Les fondamentalistes islamiques menacent la paix sociale
Fribourg: Le Père William Ngowi témoigne de la réalité de la Tanzanie, «îlot de paix»
Fribourg, 25 septembre 2012 (Apic) La Tanzanie est un «îlot de paix», les gens s’appellent entre eux «ndugu» – ce qui veut dire à la fois frère et sœur… Cette solidarité prend sa source dans l’»ujamaa», ce modèle de développement prôné peu après l’indépendance par le président Julius Nyerere, témoigne Frère William Ngowi.
Capucin et bibliste, Frère William est professeur au Jordan University College de Morogoro, à quelque 200 km à l’ouest de Dar es Salaam, centre économique et ancienne capitale de la Tanzanie. Il est l’invité de Missio, la branche suisse des Œuvres Pontificales Missionnaires internationales.
Frère William participe mercredi 26 septembre à Fribourg à une journée de réflexion portant sur les «Petites communautés chrétiennes: une aubaine pour la Suisse!», organisée pour l’ouverture du Mois de la Mission Universelle. Le colloque est mis sur pied par Missio, en collaboration avec la Faculté de Théologie de l’Université de Fribourg et «L’Evangile à la maison». L’Apic a rencontré Frère William au siège de Missio à Fribourg.

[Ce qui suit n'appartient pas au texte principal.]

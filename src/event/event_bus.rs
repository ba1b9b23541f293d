// SPDX-License-Identifier: MPL-2.0
// This Source Code Form is subject to the terms of the Mozilla Public
// License, v. 2.0. If a copy of the MPL was not distributed with this
// file, You can obtain one at https://mozilla.org/MPL/2.0/.

//! Event bus for broadcasting coordinator events.

use tokio::sync::broadcast;

use super::CoordinatorEvent;

/// Events buffered per subscriber before the oldest are dropped.
const DEFAULT_CHANNEL_CAPACITY: usize = 256;

/// Fan-out channel for [`CoordinatorEvent`]s.
///
/// A subscriber that falls more than the channel capacity behind loses the
/// oldest events and sees `RecvError::Lagged` on its next receive. Events
/// published while nobody is subscribed are dropped.
///
/// # Examples
///
/// ```
/// use gixie_lib::event::{CoordinatorEvent, EventBus};
///
/// let bus = EventBus::new();
/// let _rx = bus.subscribe();
///
/// let delivered = bus.publish(CoordinatorEvent::RefreshFailed {
///     error: "read failed for command power (15): request timed out after 2000 ms".to_string(),
/// });
/// assert_eq!(delivered, 1);
/// ```
#[derive(Debug, Clone)]
pub struct EventBus {
    sender: broadcast::Sender<CoordinatorEvent>,
}

impl EventBus {
    /// Creates a bus with room for 256 pending events per subscriber.
    #[must_use]
    pub fn new() -> Self {
        Self::with_capacity(DEFAULT_CHANNEL_CAPACITY)
    }

    /// Creates a bus with a custom per-subscriber capacity.
    ///
    /// # Panics
    ///
    /// Panics if `capacity` is zero.
    #[must_use]
    pub fn with_capacity(capacity: usize) -> Self {
        let (sender, _) = broadcast::channel(capacity);
        Self { sender }
    }

    /// Returns a receiver for every event published from now on.
    #[must_use]
    pub fn subscribe(&self) -> broadcast::Receiver<CoordinatorEvent> {
        self.sender.subscribe()
    }

    /// Returns the number of live receivers.
    #[must_use]
    pub fn subscriber_count(&self) -> usize {
        self.sender.receiver_count()
    }

    /// Sends an event to every subscriber and returns how many got it.
    pub fn publish(&self, event: CoordinatorEvent) -> usize {
        let kind = event.kind();
        let delivered = self.sender.send(event).unwrap_or(0);
        tracing::trace!(event = kind, delivered, "Published coordinator event");
        delivered
    }
}

impl Default for EventBus {
    fn default() -> Self {
        Self::new()
    }
}
// SPDX-License-Identifier: MPL-2.0
// This Source Code Form is subject to the terms of the Mozilla Public
// License, v. 2.0. If a copy of the MPL was not distributed with this
// file, You can obtain one at https://mozilla.org/MPL/2.0/.

//! Event system for coordinator notifications.
//!
//! The [`EventBus`] uses tokio's broadcast channel so that any number of
//! subscribers observe every merge, failed refresh and availability flip.
//!
//! # Examples
//!
//! ```
//! use gixie_lib::event::{CoordinatorEvent, EventBus};
//!
//! let bus = EventBus::new();
//!
//! // Subscribe to events
//! let mut rx = bus.subscribe();
//!
//! // Publish an event
//! bus.publish(CoordinatorEvent::AvailabilityChanged { available: true });
//! ```

mod coordinator_event;
mod event_bus;

pub use coordinator_event::CoordinatorEvent;
pub use event_bus::EventBus;
// SPDX-License-Identifier: MPL-2.0
// This Source Code Form is subject to the terms of the Mozilla Public
// License, v. 2.0. If a copy of the MPL was not distributed with this
// file, You can obtain one at https://mozilla.org/MPL/2.0/.

//! WebSocket coordinator builder.

use std::time::Duration;

use crate::error::Error;
use crate::protocol::{WsClient, WsConfig};
use crate::types::DstPolicy;

use super::{Coordinator, CoordinatorConfig};

impl Coordinator<WsClient> {
    /// Creates a builder for a clock reachable at `host`.
    #[must_use]
    pub fn websocket(host: impl Into<String>) -> CoordinatorBuilder {
        CoordinatorBuilder::new(WsConfig::new(host))
    }

    /// Creates a builder from a full connection configuration.
    #[must_use]
    pub fn websocket_config(config: WsConfig) -> CoordinatorBuilder {
        CoordinatorBuilder::new(config)
    }
}

/// Builder for WebSocket-backed coordinators.
///
/// # Examples
///
/// ```no_run
/// use gixie_lib::Coordinator;
/// use gixie_lib::types::DstPolicy;
/// use std::time::Duration;
///
/// # async fn example() -> gixie_lib::Result<()> {
/// // Reads the device and starts polling
/// let coordinator = Coordinator::websocket("192.168.1.60")
///     .with_dst_policy(DstPolicy::Off)
///     .with_poll_interval(Duration::from_secs(60))
///     .build()
///     .await?;
///
/// // No network access until the first refresh
/// let offline = Coordinator::websocket("192.168.1.61").build_without_refresh()?;
/// # Ok(())
/// # }
/// ```
#[derive(Debug, Clone)]
pub struct CoordinatorBuilder {
    connection: WsConfig,
    config: CoordinatorConfig,
}

impl CoordinatorBuilder {
    pub(crate) fn new(connection: WsConfig) -> Self {
        Self {
            connection,
            config: CoordinatorConfig::default(),
        }
    }

    /// Sets the WebSocket port.
    #[must_use]
    pub fn with_port(mut self, port: u16) -> Self {
        self.connection = self.connection.with_port(port);
        self
    }

    /// Sets the per-request timeout.
    #[must_use]
    pub fn with_timeout(mut self, timeout: Duration) -> Self {
        self.connection = self.connection.with_timeout(timeout);
        self
    }

    /// Sets the interval between poll cycles.
    #[must_use]
    pub fn with_poll_interval(mut self, interval: Duration) -> Self {
        self.config = self.config.with_poll_interval(interval);
        self
    }

    /// Sets the initial DST policy.
    #[must_use]
    pub fn with_dst_policy(mut self, policy: DstPolicy) -> Self {
        self.config = self.config.with_dst_policy(policy);
        self
    }

    /// Replaces the whole coordinator configuration.
    #[must_use]
    pub fn with_config(mut self, config: CoordinatorConfig) -> Self {
        self.config = config;
        self
    }

    /// Returns the connection configuration.
    #[must_use]
    pub fn connection(&self) -> &WsConfig {
        &self.connection
    }

    /// Builds the coordinator, loads the initial state and starts the
    /// schedules.
    ///
    /// # Errors
    ///
    /// Returns error if:
    /// - The host or port is invalid
    /// - The initial poll fails
    pub async fn build(self) -> Result<Coordinator<WsClient>, Error> {
        let coordinator = self.build_without_refresh()?;
        coordinator.first_refresh().await?;
        coordinator.start_schedules();
        Ok(coordinator)
    }

    /// Builds the coordinator without contacting the device.
    ///
    /// Schedules are not started; call
    /// [`start_schedules`](Coordinator::start_schedules) when ready.
    ///
    /// # Errors
    ///
    /// Returns error if the host or port is invalid.
    pub fn build_without_refresh(self) -> Result<Coordinator<WsClient>, Error> {
        let client = self.connection.into_client()?;
        tracing::debug!(url = %client.url(), "Created coordinator");
        Ok(Coordinator::new(client, self.config))
    }
}
// SPDX-License-Identifier: MPL-2.0
// This Source Code Form is subject to the terms of the Mozilla Public
// License, v. 2.0. If a copy of the MPL was not distributed with this
// file, You can obtain one at https://mozilla.org/MPL/2.0/.

//! Type-safe wrappers for Gixie register values.
//!
//! These types validate or clamp their values at construction so that
//! commands built from them always carry something the device understands.

mod display;
mod power;
mod rgb_color;
mod timezone;

pub use display::{DisplayMode, TimeFormat};
pub use power::{Brightness, PowerState};
pub use rgb_color::RgbColor;
pub use timezone::{DstPolicy, TimezoneIndex, UtcOffset};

Le fossé se creuse entre riches et pauvres
La Tanzanie connaît un boom économique remarquable, avec une croissance de 6 à 7% par an depuis une décennie, mais tout le monde n’en profite pas, relève le professeur Ngowi. L’arrivée du pétrole et du gaz, l’exploitation des mines d’or, de fer et de charbon, révolutionnent la société, mais le peuple n’y est pas forcément préparé. «Il y a certes plus en plus de riches, mais le fossé se creuse avec la partie la plus pauvre de la population!».
Agé de 57 ans, Frère William enseigne à Morogoro depuis 17 ans, après avoir étudié notamment à l’Institut biblique pontifical de la Grégorienne, à Rome, et à l’Institut biblique franciscain de Jérusalem. Supérieur du couvent capucin de Morogoro, il est également vice-président du Jordan University College.
Si la situation politique dans le pays est assez calme, note-t-il, les partis d’opposition sont de plus en plus forts. Le parti en place depuis l’indépendance en 1962, le Chama cha Mapinduzi (CCM), devra se cramponner pour rester au pouvoir lors des prochaines élections présidentielle de 2015. «Nous n’avons pas de tradition démocratique et n’avons pas encore connu l’alternance», admet le capucin. «Le peuple est solidaire, l’esprit de l’’ujamaa’, l’esprit de communauté, fait partie de notre culture. On ne peut vivre seul, la communauté est primordiale pour nous».
Les fondamentalistes veulent instaurer le califat islamique
Cependant, relève le Père Ngowi, le virage capitaliste pris par le pays – qui a apporté de la richesse mais a aussi laissé une bonne partie de la population sur le bord de la route – est en train de ruiner cet esprit de solidarité. C’est un grand défi dans ce pays de 44 millions d’habitants, dont un tiers sont catholiques, un autre tiers musulmans, le reste se partageant en parts à peu près égales entre les religions traditionnelles africaines et les Eglises protestantes, anglicanes, luthériennes, méthodistes, ou encore les Témoins de Jéhovah.
Les relations entre les communautés religieuses sont encore pacifiques, insiste le Père capucin, mais les fondamentalistes musulmans, qui souhaitent instaurer le califat islamique, sont de plus en plus agressifs.
«Cette nouvelle vague de fondamentalisme islamique, que l’on sent aussi dans d’autres pays africains, est menaçante. On en perçoit les manifestations dans la rue, à la radio, dans les journaux. Ce n’est pas sain… Les radios qui prêchent la haine religieuse devraient être fermées, mais, malheureusement, rien n’est entrepris contre ces fauteurs de troubles!»
Frère William Ngowi met beaucoup d’espoir dans les petites communautés chrétiennes présentes partout en Tanzanie. «Il y en a jusqu’à 50 par paroisses, peut-être 70’000 dans tout le pays… Ce sont des groupes de familles qui se réunissent pour partager la parole de Dieu. Ces chrétiens de base sont très actifs: ils ne font pas que prier, ils s’engagent socialement, aident les pauvres en dehors de leur communauté, visitent les malades et ceux qui souffrent, sans distinction. Ils ne le font pas sur un ordre venu d’en haut, mais tirent les conséquences de la lecture de l’Evangile. Les Africains utilisent davantage le cœur».